The mental health toll of sustained exposure to crisis-driven media is not anecdotal. Research consistently links prolonged news consumption to elevated stress, worsening anxiety and diminished emotional resilience. For healthcare workers, students and the general public alike, the effect compounds over time, particularly when social media keeps the stream of distressing content moving without interruption and we need to calm ourselves.
The good news is that the research points in both directions. The same body of evidence that documents the harm also identifies behaviors that restore calm even when the headlines refuse to cooperate. None of them require a dramatic life overhaul. They require consistency in small things.
Mindful media consumption is the first step toward calm
Psychologists have begun using terms like headline stress disorder and doomscrolling to describe patterns that were once considered quirks of the information age but now carry documented clinical consequences. A study conducted during the COVID-19 pandemic and published in Psychological Trauma found a direct association between social media news consumption and increased symptoms of depression and post-traumatic stress. The link was clearest among younger adults and women, though it extended across populations.
The practical response does not require going offline entirely. Limiting push notifications, scheduling specific times to check news rather than checking continuously, and building tech-free periods into each day are all approaches that reduce exposure without requiring disconnection. The underlying principle is that news consumption should be a deliberate choice rather than a default state. What occupies attention shapes mood, and checking in with how a given media habit is affecting your sense of calm is a reasonable way to decide whether to continue it.
Ten minutes of mindfulness rebuilds calm from the inside
Breathwork and mindfulness-based practices are among the most studied interventions for anxiety and nervous system regulation, and the evidence supporting them does not require a lengthy daily commitment. A meta-analysis published in JAMA Internal Medicine found that even ten minutes of daily mindfulness practice produced meaningful reductions in symptoms of stress and depression.
The barrier most people identify is time, and that concern tends to be overstated. Ten minutes between tasks, before a meeting or at the end of a work session is accessible to most people even on difficult days. The consistency of the practice matters more than its duration. Guided breathing exercises, body scans and brief meditation sessions are all supported by the research, widely available without cost, and reliably effective at restoring a sense of calm that sustained news exposure tends to erode.
Routine offers calm when circumstances do not
Global uncertainty has a particular way of generating helplessness, the feeling that external forces are too large and too fast-moving to respond to in any meaningful way. Routine does not resolve that problem, but it addresses the feeling directly by restoring a sense of control over the immediate and manageable.

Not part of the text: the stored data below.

use {
    super::{ConnectionCallback, DataCallback, EofCallback, LoopInner},
    crate::{
        event_loop::EventLoop,
        fatal,
        knot::{Knot, Strand},
        net::NetworkConnection,
        prelude::*,
    },
    mio::{event::Event, net::TcpListener, unix::SourceFd, Events, Interest, Poll, Token, Waker},
    std::{
        collections::{HashMap, HashSet},
        io,
        net::SocketAddr,
        os::unix::io::{AsRawFd, FromRawFd, IntoRawFd, RawFd},
        sync::{
            atomic::{AtomicBool, Ordering},
            Arc, Mutex, Weak,
        },
        thread,
    },
};

const WAKER: Token = Token(usize::MAX);

/// Upper bound on bytes moved per read syscall. Each chunk becomes one
/// strand handed to the data callback.
const READ_CHUNK: usize = 8192;

struct ReadSource {
    data_cb: Option<DataCallback>,
    eof_cbs: Vec<EofCallback>,
}

struct ListenEntry {
    listener: TcpListener,
    addr: SocketAddr,
    cb: ConnectionCallback,
}

struct ReadShared {
    sources: HashMap<RawFd, ReadSource>,
    listeners: HashMap<RawFd, ListenEntry>,
    listener_fds: HashMap<SocketAddr, RawFd>,
    /// Descriptors the worker is currently servicing. Their entry is out
    /// of `sources` but they are still registered with the poller.
    checked_out: HashSet<RawFd>,
    /// Descriptors whose removal was requested while checked out.
    doomed: HashSet<RawFd>,
    registry: mio::Registry,
    loop_handle: Weak<LoopInner>,
}

/// The read half of the event loop: one thread, one poller, every
/// registered descriptor's inbound data.
pub(crate) struct ReadLoop {
    registry: mio::Registry,
    waker: Arc<Waker>,
    shared: Arc<Mutex<ReadShared>>,
    exit: Arc<AtomicBool>,
    poll: Mutex<Option<Poll>>,
    handle: Mutex<Option<thread::JoinHandle<()>>>,
}

impl ReadLoop {
    pub(crate) fn new() -> Result<Self> {
        let poll = Poll::new()?;
        let registry = poll.registry().try_clone()?;
        let waker = Arc::new(Waker::new(poll.registry(), WAKER)?);
        let shared = ReadShared {
            sources: HashMap::new(),
            listeners: HashMap::new(),
            listener_fds: HashMap::new(),
            checked_out: HashSet::new(),
            doomed: HashSet::new(),
            registry: poll.registry().try_clone()?,
            loop_handle: Weak::new(),
        };
        Ok(Self {
            registry,
            waker,
            shared: Arc::new(Mutex::new(shared)),
            exit: Arc::new(AtomicBool::new(false)),
            poll: Mutex::new(Some(poll)),
            handle: Mutex::new(None),
        })
    }

    pub(crate) fn set_loop_handle(&self, handle: Weak<LoopInner>) {
        self.shared.lock().unwrap().loop_handle = handle;
    }

    pub(crate) fn start(&self) {
        let mut poll = match self.poll.lock().unwrap().take() {
            Some(poll) => poll,
            None => return,
        };
        let shared = Arc::clone(&self.shared);
        let exit = Arc::clone(&self.exit);
        let worker = thread::Builder::new()
            .name("read-loop".into())
            .spawn(move || run(&mut poll, &shared, &exit))
            .expect("failed to spawn the read loop");
        *self.handle.lock().unwrap() = Some(worker);
    }

    pub(crate) fn register_data_callback(&self, fd: RawFd, cb: DataCallback) {
        if let Err(err) = crate::fd::set_nonblocking(fd) {
            fatal!("cannot make descriptor {} non-blocking: {}", fd, err);
        }
        let mut shared = self.shared.lock().unwrap();
        shared.doomed.remove(&fd);
        let known = shared.sources.contains_key(&fd) || shared.checked_out.contains(&fd);
        let entry = shared.sources.entry(fd).or_insert_with(|| ReadSource {
            data_cb: None,
            eof_cbs: Vec::new(),
        });
        assert!(entry.data_cb.is_none(), "data callback already registered");
        entry.data_cb = Some(cb);
        if !known {
            self.register_fd(fd);
        }
    }

    pub(crate) fn register_eof_callback(&self, fd: RawFd, cb: EofCallback) {
        let mut shared = self.shared.lock().unwrap();
        let known = shared.sources.contains_key(&fd) || shared.checked_out.contains(&fd);
        let entry = shared.sources.entry(fd).or_insert_with(|| ReadSource {
            data_cb: None,
            eof_cbs: Vec::new(),
        });
        entry.eof_cbs.push(cb);
        if !known {
            self.register_fd(fd);
        }
    }

    fn register_fd(&self, fd: RawFd) {
        if let Err(err) = self
            .registry
            .register(&mut SourceFd(&fd), Token(fd as usize), Interest::READABLE)
        {
            fatal!("cannot register descriptor {} for reading: {}", fd, err);
        }
    }

    pub(crate) fn remove_data_callback(&self, fd: RawFd) {
        let mut shared = self.shared.lock().unwrap();
        if shared.sources.contains_key(&fd) {
            shared.sources.remove(&fd);
            let _ = self.registry.deregister(&mut SourceFd(&fd));
        } else {
            // Checked out by the worker right now; it drops it on return.
            shared.doomed.insert(fd);
        }
    }

    pub(crate) fn remove_eof_callbacks(&self, fd: RawFd) {
        let mut shared = self.shared.lock().unwrap();
        if let Some(entry) = shared.sources.get_mut(&fd) {
            entry.eof_cbs.clear();
        }
    }

    /// Binds and registers the listener, returning the bound address
    /// (relevant when the caller asked for port 0).
    pub(crate) fn listen(&self, addr: SocketAddr, cb: ConnectionCallback) -> Result<SocketAddr> {
        let listener = bind_listener(addr)?;
        let local = listener.local_addr()?;
        let fd = listener.as_raw_fd();
        let mut shared = self.shared.lock().unwrap();
        let mut entry = ListenEntry {
            listener,
            addr: local,
            cb,
        };
        self.registry
            .register(&mut entry.listener, Token(fd as usize), Interest::READABLE)?;
        info!(addr = %local, "listening for connections");
        shared.listener_fds.insert(local, fd);
        shared.listeners.insert(fd, entry);
        Ok(local)
    }

    pub(crate) fn stop_listening(&self, addr: SocketAddr) {
        let mut shared = self.shared.lock().unwrap();
        let fd = match shared.listener_fds.remove(&addr) {
            Some(fd) => fd,
            None => fatal!("not listening on {}", addr),
        };
        if let Some(mut entry) = shared.listeners.remove(&fd) {
            let _ = self.registry.deregister(&mut entry.listener);
            debug!(addr = %entry.addr, "listener removed");
        }
    }

    pub(crate) fn exit_loop(&self) {
        self.exit.store(true, Ordering::SeqCst);
        let _ = self.waker.wake();
    }

    pub(crate) fn wait_for_exit(&self) {
        if let Some(handle) = self.handle.lock().unwrap().take() {
            let _ = handle.join();
        }
    }
}

fn run(poll: &mut Poll, shared: &Arc<Mutex<ReadShared>>, exit: &Arc<AtomicBool>) {
    let mut events = Events::with_capacity(256);
    loop {
        if let Err(err) = poll.poll(&mut events, None) {
            if err.kind() == io::ErrorKind::Interrupted {
                continue;
            }
            fatal!("read loop poll failed: {}", err);
        }
        for event in events.iter() {
            dispatch_event(event, shared);
        }
        if exit.load(Ordering::SeqCst) {
            debug!("read loop exiting");
            return;
        }
    }
}

fn dispatch_event(event: &Event, shared: &Arc<Mutex<ReadShared>>) {
    let token = event.token();
    if token == WAKER {
        return;
    }
    let fd = token.0 as RawFd;
    if shared.lock().unwrap().listeners.contains_key(&fd) {
        accept_ready(fd, shared);
    } else {
        read_ready(fd, shared);
    }
}

/// Accepts until the listener would block, handing each connection to the
/// registered callback.
fn accept_ready(fd: RawFd, shared: &Arc<Mutex<ReadShared>>) {
    loop {
        let accepted = {
            let mut guard = shared.lock().unwrap();
            let entry = match guard.listeners.get_mut(&fd) {
                Some(entry) => entry,
                // stop_listening raced the event; nothing to accept for.
                None => return,
            };
            entry.listener.accept()
        };
        match accepted {
            Ok((stream, peer)) => {
                debug!(%peer, "accepted connection");
                let event_loop = {
                    let guard = shared.lock().unwrap();
                    EventLoop::from_weak(&guard.loop_handle)
                };
                let event_loop = match event_loop {
                    Some(event_loop) => event_loop,
                    None => return,
                };
                let connection =
                    NetworkConnection::new(stream.into_raw_fd(), Some(peer), event_loop);
                let cb_shared = Arc::clone(shared);
                with_listener_callback(&cb_shared, fd, connection);
            }
            Err(err) if err.kind() == io::ErrorKind::WouldBlock => return,
            Err(err) if err.kind() == io::ErrorKind::Interrupted => continue,
            Err(err) => {
                warn!("failed to accept connection: {}", err);
                return;
            }
        }
    }
}

fn with_listener_callback(
    shared: &Arc<Mutex<ReadShared>>,
    fd: RawFd,
    connection: NetworkConnection,
) {
    // Check the callback out so it can register new descriptors freely.
    let mut cb = {
        let mut guard = shared.lock().unwrap();
        match guard.listeners.get_mut(&fd) {
            Some(entry) => std::mem::replace(&mut entry.cb, Box::new(|_| ())),
            None => return,
        }
    };
    cb(connection);
    let mut guard = shared.lock().unwrap();
    if let Some(entry) = guard.listeners.get_mut(&fd) {
        entry.cb = cb;
    }
}

/// Drains a readable descriptor, invoking the data callback per chunk and
/// the EOF callbacks when the peer is gone.
fn read_ready(fd: RawFd, shared: &Arc<Mutex<ReadShared>>) {
    // The source is checked out for the duration so the callback can talk
    // to the loop (e.g. register a reply descriptor) without deadlocking.
    let mut source = {
        let mut guard = shared.lock().unwrap();
        match guard.sources.remove(&fd) {
            Some(source) => {
                guard.checked_out.insert(fd);
                source
            }
            None => return,
        }
    };

    let mut saw_eof = false;
    let mut buf = [0u8; READ_CHUNK];
    loop {
        let rc = unsafe { libc::read(fd, buf.as_mut_ptr() as *mut _, buf.len()) };
        if rc > 0 {
            if let Some(cb) = source.data_cb.as_mut() {
                let mut chunk = Knot::new();
                chunk.append_strand(Strand::from_vec(buf[..rc as usize].to_vec()));
                cb(chunk);
            }
            continue;
        }
        if rc == 0 {
            saw_eof = true;
            break;
        }
        let err = io::Error::last_os_error();
        if err.kind() == io::ErrorKind::WouldBlock {
            break;
        } else if err.kind() == io::ErrorKind::Interrupted {
            continue;
        } else if err.kind() == io::ErrorKind::ConnectionReset {
            saw_eof = true;
            break;
        }
        fatal!("error reading descriptor {}: {}", fd, err);
    }

    if saw_eof {
        debug!(fd, "descriptor reached EOF");
        {
            let mut guard = shared.lock().unwrap();
            guard.checked_out.remove(&fd);
            guard.doomed.remove(&fd);
            if let Some(late) = guard.sources.remove(&fd) {
                source.eof_cbs.extend(late.eof_cbs);
            }
            // Deregistration only; the descriptor's owner closes it.
            let _ = guard.registry.deregister(&mut SourceFd(&fd));
        }
        for cb in source.eof_cbs.drain(..) {
            cb();
        }
        return;
    }

    let mut guard = shared.lock().unwrap();
    guard.checked_out.remove(&fd);
    if guard.doomed.remove(&fd) {
        let _ = guard.registry.deregister(&mut SourceFd(&fd));
        return;
    }
    // Merge anything registered while the source was checked out.
    if let Some(late) = guard.sources.remove(&fd) {
        if source.data_cb.is_none() {
            source.data_cb = late.data_cb;
        }
        source.eof_cbs.extend(late.eof_cbs);
    }
    guard.sources.insert(fd, source);
}

/// Binds a non-blocking listener with `SO_REUSEADDR` and a backlog of 256.
fn bind_listener(addr: SocketAddr) -> Result<TcpListener> {
    unsafe {
        let domain = if addr.is_ipv4() {
            libc::AF_INET
        } else {
            libc::AF_INET6
        };
        let fd = libc::socket(
            domain,
            libc::SOCK_STREAM | libc::SOCK_NONBLOCK | libc::SOCK_CLOEXEC,
            0,
        );
        if fd < 0 {
            return Err(io::Error::last_os_error().into());
        }
        let guard = crate::fd::FdHandle::new(fd);

        let one: libc::c_int = 1;
        if libc::setsockopt(
            fd,
            libc::SOL_SOCKET,
            libc::SO_REUSEADDR,
            &one as *const _ as *const _,
            std::mem::size_of::<libc::c_int>() as libc::socklen_t,
        ) < 0
        {
            return Err(io::Error::last_os_error().into());
        }

        let (storage, len) = sockaddr_for(addr);
        if libc::bind(fd, &storage as *const _ as *const libc::sockaddr, len) < 0 {
            return Err(io::Error::last_os_error().into());
        }

        const BACKLOG: libc::c_int = 256;
        if libc::listen(fd, BACKLOG) < 0 {
            return Err(io::Error::last_os_error().into());
        }

        Ok(TcpListener::from_raw_fd(guard.release()))
    }
}

pub(crate) fn sockaddr_for(addr: SocketAddr) -> (libc::sockaddr_storage, libc::socklen_t) {
    let mut storage: libc::sockaddr_storage = unsafe { std::mem::zeroed() };
    let len = match addr {
        SocketAddr::V4(v4) => {
            let sin = libc::sockaddr_in {
                sin_family: libc::AF_INET as libc::sa_family_t,
                sin_port: v4.port().to_be(),
                sin_addr: libc::in_addr {
                    s_addr: u32::from_ne_bytes(v4.ip().octets()),
                },
                sin_zero: [0; 8],
            };
            unsafe {
                std::ptr::copy_nonoverlapping(
                    &sin as *const _ as *const u8,
                    &mut storage as *mut _ as *mut u8,
                    std::mem::size_of::<libc::sockaddr_in>(),
                );
            }
            std::mem::size_of::<libc::sockaddr_in>()
        }
        SocketAddr::V6(v6) => {
            let sin6 = libc::sockaddr_in6 {
                sin6_family: libc::AF_INET6 as libc::sa_family_t,
                sin6_port: v6.port().to_be(),
                sin6_flowinfo: v6.flowinfo(),
                sin6_addr: libc::in6_addr {
                    s6_addr: v6.ip().octets(),
                },
                sin6_scope_id: v6.scope_id(),
            };
            unsafe {
                std::ptr::copy_nonoverlapping(
                    &sin6 as *const _ as *const u8,
                    &mut storage as *mut _ as *mut u8,
                    std::mem::size_of::<libc::sockaddr_in6>(),
                );
            }
            std::mem::size_of::<libc::sockaddr_in6>()
        }
    };
    (storage, len as libc::socklen_t)
}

Research has found that daily routines correlate strongly with better emotional regulation and resilience during periods of collective stress. Sleep hygiene, consistent movement and deliberate moments of rest and social connection all contribute to a more stable baseline. The goal is not productivity or optimization but calm that holds even when the world outside is not cooperating. Eating a meal with someone instead of alone in front of a screen, going to sleep at a consistent time, moving the body in whatever way is accessible on a given day. These are not remedies for what is happening in the world. They are ways of maintaining the capacity to engage with it without losing ground.
What connects all three
Mindful media consumption, a brief daily mindfulness practice and a stabilizing routine share a common structure. Each one involves a deliberate choice about where attention goes and for how long. None of them eliminate uncertainty or resolve the external conditions generating stress. What they do is create enough calm to face those conditions clearly, and to keep facing them without burning out.
The evidence supports starting small. One changed habit, practiced consistently, tends to build toward the next.